In a statement released after a two-day meeting of the Fed's policy-setting Federal Open Market Committee, the central bank also reiterated its intention to hold the federal funds rate steady in an exceptionally low range while the unemployment rate stays above 6.5 percent and inflation is forecast to remain below 2.5 percent.

The decision was overwhelmingly supported by the policy board members. Only Esther George, president of the Federal Reserve Bank of Kansas City, voting against it, on the grounds that the continued high level of monetary accommodation would increase the risk of future economic financial imbalances and could cause an increase in longer-term inflation expectations.

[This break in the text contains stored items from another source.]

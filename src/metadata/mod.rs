//! Program metadata cache.
//!
//! Artwork metadata normally arrives with the guide build; when the proxy
//! is asked about a program it has never seen, the metadata collaborator is
//! consulted once and the result kept in memory for later requests.

use std::collections::HashMap;
use std::sync::Arc;

use async_trait::async_trait;
use tokio::sync::RwLock;
use tracing::{info, warn};

use crate::errors::FetchError;
use crate::models::ProgramMetadata;

/// Metadata collaborator seam. The production implementation talks to the
/// upstream guide API; tests inject fakes.
#[async_trait]
pub trait MetadataProvider: Send + Sync {
    async fn fetch_metadata(&self, program_id: &str) -> Result<ProgramMetadata, FetchError>;
}

pub struct MetadataCache {
    provider: Arc<dyn MetadataProvider>,
    programs: RwLock<HashMap<String, ProgramMetadata>>,
}

impl MetadataCache {
    pub fn new(provider: Arc<dyn MetadataProvider>) -> Self {
        Self {
            provider,
            programs: RwLock::new(HashMap::new()),
        }
    }

    /// Cached metadata for a program, fetching on demand when absent.
    ///
    /// Throttling propagates so the caller can engage backoff handling;
    /// any other fetch failure reads as "no metadata" and the program
    /// resolves to no acceptable image.
    pub async fn get_or_fetch(
        &self,
        program_id: &str,
    ) -> Result<Option<ProgramMetadata>, FetchError> {
        if let Some(meta) = self.programs.read().await.get(program_id) {
            return Ok(Some(meta.clone()));
        }

        info!(program_id, "metadata missing, fetching on demand");
        match self.provider.fetch_metadata(program_id).await {
            Ok(meta) => {
                self.programs
                    .write()
                    .await
                    .insert(program_id.to_string(), meta.clone());
                Ok(Some(meta))
            }
            Err(e @ FetchError::UpstreamThrottled { .. }) => Err(e),
            Err(e) => {
                warn!(program_id, error = %e, "metadata fetch failed");
                Ok(None)
            }
        }
    }

    pub async fn get(&self, program_id: &str) -> Option<ProgramMetadata> {
        self.programs.read().await.get(program_id).cloned()
    }

    /// Pre-populate an entry, e.g. from a guide build or a test fixture.
    pub async fn seed(&self, meta: ProgramMetadata) {
        self.programs
            .write()
            .await
            .insert(meta.program_id.clone(), meta);
    }

    pub async fn remove(&self, program_id: &str) {
        self.programs.write().await.remove(program_id);
    }
}

#[cfg(test)]
mod tests {
    use super::*;
    use std::sync::atomic::{AtomicUsize, Ordering};

    struct FlakyProvider {
        calls: AtomicUsize,
    }

    #[async_trait]
    impl MetadataProvider for FlakyProvider {
        async fn fetch_metadata(&self, program_id: &str) -> Result<ProgramMetadata, FetchError> {
            self.calls.fetch_add(1, Ordering::SeqCst);
            Ok(ProgramMetadata {
                program_id: program_id.to_string(),
                titles: vec!["Some Show".to_string()],
                artwork: Vec::new(),
            })
        }
    }

    #[tokio::test]
    async fn fetches_once_and_caches() {
        let provider = Arc::new(FlakyProvider {
            calls: AtomicUsize::new(0),
        });
        let cache = MetadataCache::new(provider.clone());

        assert!(cache.get("EP1").await.is_none());
        let first = cache.get_or_fetch("EP1").await.unwrap().unwrap();
        assert_eq!(first.program_id, "EP1");
        let second = cache.get_or_fetch("EP1").await.unwrap().unwrap();
        assert_eq!(second.titles, first.titles);
        assert_eq!(provider.calls.load(Ordering::SeqCst), 1);
    }

    struct FailingProvider;

    #[async_trait]
    impl MetadataProvider for FailingProvider {
        async fn fetch_metadata(&self, _program_id: &str) -> Result<ProgramMetadata, FetchError> {
            Err(FetchError::upstream("boom"))
        }
    }

    #[tokio::test]
    async fn fetch_failure_reads_as_no_metadata() {
        let cache = MetadataCache::new(Arc::new(FailingProvider));
        assert!(cache.get_or_fetch("EP1").await.unwrap().is_none());
    }
}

The Fed left its economic assessment unchanged from the previous policy meeting in March, saying, "Economic activity has been expanding at a moderate pace."

"Labor market conditions have shown some improvement in recent months, on balance, but the unemployment rate remains elevated," the central bank said in the statement.

According to Labor Department data released early April, the jobless rate registered a 51-month low of 7.6 percent in March, down 0.1 percentage point from the previous month, while U.S. employers created only 88,000 nonfarm jobs, roughly half the average market forecast.

To support a strong economic recovery and help stabilize inflation in line with the bank's 2 percent target, the Fed "decided to continue purchasing additional agency mortgage-backed securities at a pace of $40 billion per month and longer-term Treasury securities at a pace of $45 billion per month."

"The committee will closely monitor incoming information on economic and financial developments in coming months," the central bank said, adding it will continue the asset purchases and employ its other policy tools as appropriate "until the outlook for the labor market has improved substantially in a context of price stability."

The Fed also said it is "prepared to increase or reduce the pace of its purchases to maintain appropriate policy accommodation as the outlook for the labor market of inflation changes."

The benchmark short term interest rate has been pegged at zero to 0.25 percent since December 2008.

The central bank reiterated that it currently anticipate the ultralow interest rate will be appropriate "at least as long as the unemployment rate remains above 6.5 percent, inflation between one and two years ahead is projected to be no more than a half percentage point above the committee's 2 percent longer-run goal and longer-term inflation expectations continue to be well anchored."

When the fed decides to begin to remove policy accommodation, it will take a balanced approach consistent with its longer-run goal of maximum employment and inflation of 2 percent, the statement added.

The next FOMC meeting is scheduled for June 18-19.